Mme Dominique Voynet. … et tant d’autres, malgré les innombrables entreprises de déstabilisation dont il s’est rendu coupable d’un point à l’autre de l’Afrique et qui ont causé la mort, ici ou là, de dizaines de nos compatriotes civils et militaires. (M. Jean-Louis Carrère applaudit.)
Il s’agit d’un homme redevenu suffisamment fréquentable pour que l’on envisage de faire avec lui du commerce de technologies nucléaires, certes civiles, mais particulièrement sensibles, d’un homme avec lequel on a entretenu des relations intenses, quoique parfois discrètes, dans le but explicite de lui vendre des équipements militaires et des armes, officiellement et moins officiellement.

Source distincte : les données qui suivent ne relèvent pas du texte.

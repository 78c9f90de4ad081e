//! # VASP POSCAR 格式解析器
//!
//! 解析和写出 VASP POSCAR/CONTCAR 文件格式。
//!
//! ## POSCAR 格式说明
//! ```text
//! Comment line (structure name)
//! 1.0                    # scaling factor
//! a1 a2 a3               # lattice vector a
//! b1 b2 b3               # lattice vector b
//! c1 c2 c3               # lattice vector c
//! Element1 Element2 ...  # element symbols (VASP 5+)
//! n1 n2 ...              # number of atoms per element
//! Selective dynamics     # optional
//! Direct/Cartesian       # coordinate type
//! x1 y1 z1               # atom positions
//! ...
//! ```
//!
//! ## 依赖关系
//! - 被 `parsers/mod.rs` 和 `commands/init.rs` 使用
//! - 使用 `models/structure.rs`

use crate::error::{BandkitError, Result};
use crate::models::{Atom, Crystal, Lattice};
use std::fs;
use std::path::Path;

/// 解析 POSCAR/CONTCAR 文件
pub fn parse_poscar_file(path: &Path) -> Result<Crystal> {
    if !path.exists() {
        return Err(BandkitError::FileNotFound {
            path: path.display().to_string(),
        });
    }

    let content = fs::read_to_string(path).map_err(|e| BandkitError::FileReadError {
        path: path.display().to_string(),
        source: e,
    })?;

    parse_poscar_content(
        &content,
        path.file_stem()
            .and_then(|s| s.to_str())
            .unwrap_or("unknown"),
    )
}

fn parse_error(name: &str, reason: impl Into<String>) -> BandkitError {
    BandkitError::ParseError {
        format: "poscar".to_string(),
        path: name.to_string(),
        reason: reason.into(),
    }
}

/// 从字符串内容解析 POSCAR 格式
pub fn parse_poscar_content(content: &str, default_name: &str) -> Result<Crystal> {
    let lines: Vec<&str> = content.lines().collect();

    if lines.len() < 8 {
        return Err(parse_error(default_name, "File too short"));
    }

    // Line 0: Comment/name
    let name = match lines[0].trim() {
        "" => default_name.to_string(),
        s => s.to_string(),
    };

    // Line 1: Scaling factor
    let scale: f64 = lines[1].trim().parse().unwrap_or(1.0);

    // Lines 2-4: Lattice vectors
    let mut matrix = [[0.0; 3]; 3];
    for (i, row) in matrix.iter_mut().enumerate() {
        let parts: Vec<f64> = lines[2 + i]
            .split_whitespace()
            .filter_map(|s| s.parse().ok())
            .collect();
        if parts.len() < 3 {
            return Err(parse_error(
                &name,
                format!("Invalid lattice vector at line {}", 3 + i),
            ));
        }
        *row = [parts[0] * scale, parts[1] * scale, parts[2] * scale];
    }
    let lattice = Lattice::from_vectors(matrix);

    // Line 5: Element symbols (VASP 5+) or atom counts (VASP 4)
    let line5_parts: Vec<&str> = lines[5].split_whitespace().collect();
    if line5_parts.is_empty() {
        return Err(parse_error(&name, "Missing element/count line"));
    }

    let (elements, counts, mut coord_line) = if line5_parts[0].parse::<i32>().is_ok() {
        // VASP 4 格式：没有元素行，用占位元素名
        let counts: Vec<usize> = line5_parts.iter().filter_map(|s| s.parse().ok()).collect();
        let elements: Vec<String> = (0..counts.len()).map(|i| format!("X{}", i + 1)).collect();
        (elements, counts, 6)
    } else {
        let elements: Vec<String> = line5_parts.iter().map(|s| s.to_string()).collect();
        let counts: Vec<usize> = lines[6]
            .split_whitespace()
            .filter_map(|s| s.parse().ok())
            .collect();
        (elements, counts, 7)
    };

    // 可选的 "Selective dynamics" 行
    if lines
        .get(coord_line)
        .map(|l| l.trim().to_lowercase().starts_with("selective"))
        .unwrap_or(false)
    {
        coord_line += 1;
    }

    let coord_type = lines
        .get(coord_line)
        .ok_or_else(|| parse_error(&name, "Missing coordinate type line"))?
        .trim()
        .to_lowercase();
    let is_cartesian = coord_type.starts_with('c') || coord_type.starts_with('k');

    // 原子坐标
    let mut atoms: Vec<Atom> = Vec::new();
    let mut line_idx = coord_line + 1;

    for (elem, &count) in elements.iter().zip(counts.iter()) {
        for _ in 0..count {
            if line_idx >= lines.len() {
                break;
            }
            let parts: Vec<f64> = lines[line_idx]
                .split_whitespace()
                .take(3)
                .filter_map(|s| s.parse().ok())
                .collect();

            if parts.len() >= 3 {
                let position = if is_cartesian {
                    cart_to_frac([parts[0], parts[1], parts[2]], &lattice)
                } else {
                    [parts[0], parts[1], parts[2]]
                };
                atoms.push(Atom::new(elem.clone(), position));
            }
            line_idx += 1;
        }
    }

    Ok(Crystal::new(name, lattice, atoms))
}

/// 笛卡尔坐标转分数坐标
fn cart_to_frac(cart: [f64; 3], lattice: &Lattice) -> [f64; 3] {
    let m = lattice.matrix;
    let det = m[0][0] * (m[1][1] * m[2][2] - m[1][2] * m[2][1])
        - m[0][1] * (m[1][0] * m[2][2] - m[1][2] * m[2][0])
        + m[0][2] * (m[1][0] * m[2][1] - m[1][1] * m[2][0]);

    if det.abs() < 1e-10 {
        return cart;
    }

    let inv = [
        [
            (m[1][1] * m[2][2] - m[1][2] * m[2][1]) / det,
            (m[0][2] * m[2][1] - m[0][1] * m[2][2]) / det,
            (m[0][1] * m[1][2] - m[0][2] * m[1][1]) / det,
        ],
        [
            (m[1][2] * m[2][0] - m[1][0] * m[2][2]) / det,
            (m[0][0] * m[2][2] - m[0][2] * m[2][0]) / det,
            (m[0][2] * m[1][0] - m[0][0] * m[1][2]) / det,
        ],
        [
            (m[1][0] * m[2][1] - m[1][1] * m[2][0]) / det,
            (m[0][1] * m[2][0] - m[0][0] * m[2][1]) / det,
            (m[0][0] * m[1][1] - m[0][1] * m[1][0]) / det,
        ],
    ];

    [
        inv[0][0] * cart[0] + inv[0][1] * cart[1] + inv[0][2] * cart[2],
        inv[1][0] * cart[0] + inv[1][1] * cart[1] + inv[1][2] * cart[2],
        inv[2][0] * cart[0] + inv[2][1] * cart[1] + inv[2][2] * cart[2],
    ]
}

/// 将 Crystal 转换为 POSCAR 格式字符串
pub fn to_poscar_string(crystal: &Crystal) -> String {
    use std::collections::BTreeMap;

    // 按元素分组统计
    let mut elem_order: Vec<String> = Vec::new();
    let mut elem_atoms: BTreeMap<String, Vec<[f64; 3]>> = BTreeMap::new();

    for atom in &crystal.atoms {
        if !elem_order.contains(&atom.element) {
            elem_order.push(atom.element.clone());
        }
        elem_atoms
            .entry(atom.element.clone())
            .or_default()
            .push(atom.position);
    }

    let mut result = String::new();

    result.push_str(&format!("{}\n", crystal.name));
    result.push_str("1.0\n");

    for row in &crystal.lattice.matrix {
        result.push_str(&format!(
            "  {:16.10}  {:16.10}  {:16.10}\n",
            row[0], row[1], row[2]
        ));
    }

    result.push_str(&format!("   {}\n", elem_order.join("   ")));

    let counts: Vec<String> = elem_order
        .iter()
        .map(|e| elem_atoms.get(e).map(|v| v.len()).unwrap_or(0).to_string())
        .collect();
    result.push_str(&format!("   {}\n", counts.join("   ")));

    result.push_str("Direct\n");

    for elem in &elem_order {
        if let Some(positions) = elem_atoms.get(elem) {
            for pos in positions {
                result.push_str(&format!(
                    "  {:16.10}  {:16.10}  {:16.10}\n",
                    pos[0], pos[1], pos[2]
                ));
            }
        }
    }

    result
}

M. Roland Courteau. Exactement !
Mme Dominique Voynet. Je parle avec précaution, monsieur le ministre d’État, pour ne pas subir, dans les jours qui viennent, le sort réservé à Mme Joly.
J’en reviens à la Libye.
Le 17 mars, dans la nuit, le Conseil de sécurité de l’ONU a donc adopté la résolution 1973 qui, exigeant du gouvernement libyen « un cessez-le-feu immédiat », autorise « toutes mesures nécessaires pour protéger les populations et les zones civiles menacées d’attaque en [Libye], y compris à Benghazi, tout en excluant le déploiement d’une force d’occupation étrangère sous quelque forme que ce soit et sur n’importe quelle partie du territoire libyen ».
Elle autorise également sous certaines conditions la création sur la Libye d’une « zone d’exclusion aérienne » en vue de « protéger les populations et les zones civiles menacées d’attaque », ainsi que l’application de l’embargo sur les armes et le gel des avoirs du dictateur.
Cette résolution autorise des frappes ciblées ou des interventions militaires aériennes, pas seulement, donc, sur des objectifs aériens, mais également sur des objectifs terrestres.
C’est ce mandat, rien que ce mandat, que nous devons soutenir. Cette décision est historique : elle permet à la gouvernance mondiale de faire un pas de plus dans sa construction ; elle permet aussi de protéger la révolution sociale et démocratique arabe. Mais si ce mandat était outrepassé, cette résolution se retournerait contre ses auteurs, car la légitimité de l’intervention serait aussitôt contestée, tant par les citoyens français que par les peuples arabes et l’opinion mondiale.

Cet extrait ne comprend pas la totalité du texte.